# Oil Blow out



## nissanlucino (Aug 25, 2002)

Hi Guys
I finally have turboed my GA15de. After problem after problem, another one has emreged. When dirving hard, my engine starts to somke. The first time I encountered this problem, the dipstick pops out from it's place. The oil is new too. I've searched and searched. The best solution I found was to get a oil catch can. True??

Please help guys!!!

Jason


----------



## wes (Apr 30, 2002)

nissanlucino said:


> Hi Guys
> I finally have turboed my GA15de. After problem after problem, another one has emreged. When dirving hard, my engine starts to somke. The first time I encountered this problem, the dipstick pops out from it's place. The oil is new too. I've searched and searched. The best solution I found was to get a oil catch can. True??
> 
> Please help guys!!!
> ...


You have a hose hooked up incorrectly. This means on of the valve cover hoses is hooked up tot he intercooler piping. This means you ar epressurizing the motor with boost when you make boost. This will blow the dip stick out and cause other problems.

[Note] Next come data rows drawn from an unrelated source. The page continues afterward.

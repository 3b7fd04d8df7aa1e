//! Top-K ranking of bronze clients.

use std::cmp::Ordering;
use std::collections::BTreeMap;

use chrono::NaiveDate;
use rust_decimal::Decimal;
use serde::Serialize;

use crate::aggregator::AggregationTable;
use crate::config::{PipelineConfig, RankLevel};
use crate::error::{checked_accumulate, PipelineError};
use crate::trade::ClientType;

/// Tier the ranking is restricted to.
const RANKED_TIER: ClientType = ClientType::Bronze;

/// One ranked row.
#[derive(Debug, Clone, PartialEq, Eq, Serialize)]
pub struct RankedEntry {
    /// 1-based position
    pub rank: usize,
    pub client_type: ClientType,
    pub user_id: String,
    /// `None` for client-level rankings
    pub symbol: Option<String>,
    /// `None` for client-level rankings
    pub week_start: Option<NaiveDate>,
    pub total_volume: Decimal,
    #[serde(skip_serializing_if = "Option::is_none")]
    pub total_pnl: Option<Decimal>,
}

/// Selects the top bronze entries from an aggregation table.
///
/// Order: `total_volume` descending, then `total_pnl` descending when both
/// entries carry PnL, then `user_id`, `symbol` and `week_start` ascending.
#[derive(Debug, Clone)]
pub struct Ranker {
    top_k: usize,
    level: RankLevel,
}

impl Ranker {
    #[must_use]
    pub fn new(config: &PipelineConfig) -> Self {
        Self {
            top_k: config.top_k,
            level: config.rank_level,
        }
    }

    /// Ranks bronze rows and returns at most `top_k` entries.
    ///
    /// # Errors
    ///
    /// Returns [`PipelineError::Overflow`] if a client-level total leaves
    /// the decimal range.
    pub fn rank(&self, table: &AggregationTable) -> Result<Vec<RankedEntry>, PipelineError> {
        let mut candidates = match self.level {
            RankLevel::Symbol => per_row(table),
            RankLevel::Client => per_client(table)?,
        };

        candidates.sort_by(compare);
        candidates.truncate(self.top_k);
        for (index, entry) in candidates.iter_mut().enumerate() {
            entry.rank = index + 1;
        }

        tracing::debug!(
            ranked = candidates.len(),
            top_k = self.top_k,
            "ranked bronze clients"
        );
        Ok(candidates)
    }
}

fn per_row(table: &AggregationTable) -> Vec<RankedEntry> {
    table
        .iter()
        .filter(|(key, _)| key.client_type == RANKED_TIER)
        .map(|(key, metrics)| RankedEntry {
            rank: 0,
            client_type: key.client_type,
            user_id: key.user_id.clone(),
            symbol: Some(key.symbol.clone()),
            week_start: Some(key.week_start),
            total_volume: metrics.total_volume,
            total_pnl: metrics.total_pnl,
        })
        .collect()
}

fn per_client(table: &AggregationTable) -> Result<Vec<RankedEntry>, PipelineError> {
    let mut clients: BTreeMap<&str, (Decimal, Option<Decimal>)> = BTreeMap::new();
    for (key, metrics) in table.iter().filter(|(key, _)| key.client_type == RANKED_TIER) {
        let (volume, pnl) = clients
            .entry(key.user_id.as_str())
            .or_insert((Decimal::ZERO, metrics.total_pnl.map(|_| Decimal::ZERO)));
        checked_accumulate(volume, metrics.total_volume, || {
            format!("client volume for {}", key.user_id)
        })?;
        if let (Some(sum), Some(value)) = (pnl.as_mut(), metrics.total_pnl) {
            checked_accumulate(sum, value, || format!("client pnl for {}", key.user_id))?;
        }
    }

    Ok(clients
        .into_iter()
        .map(|(user_id, (total_volume, total_pnl))| RankedEntry {
            rank: 0,
            client_type: RANKED_TIER,
            user_id: user_id.to_string(),
            symbol: None,
            week_start: None,
            total_volume,
            total_pnl,
        })
        .collect())
}

fn compare(a: &RankedEntry, b: &RankedEntry) -> Ordering {
    b.total_volume
        .cmp(&a.total_volume)
        .then_with(|| match (a.total_pnl, b.total_pnl) {
            (Some(pa), Some(pb)) => pb.cmp(&pa),
            _ => Ordering::Equal,
        })
        .then_with(|| a.user_id.cmp(&b.user_id))
        .then_with(|| a.symbol.cmp(&b.symbol))
        .then_with(|| a.week_start.cmp(&b.week_start))
}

FInd the hose and run it to the turbo inlet instead of the intercooler piping.


----------



## nissanlucino (Aug 25, 2002)

Oh I see!!!:loser: 
So, I'll make a new hole in the turbo inlet and get a longer pipe then!!!
Is that why when I raise my engine from the throttle body oil comes out from the dipstick holder then!!!!!!!!
I'll do this tomorrow then!!

Thanks Wes.

Jason


----------



## wes (Apr 30, 2002)

nissanlucino said:


> Oh I see!!!:loser:
> So, I'll make a new hole in the turbo inlet and get a longer pipe then!!!
> Is that why when I raise my engine from the throttle body oil comes out from the dipstick holder then!!!!!!!!
> I'll do this tomorrow then!!
> ...


Yes that is the reason. Stop pressurizing the crankcase. Fix it before you even drive the car!


----------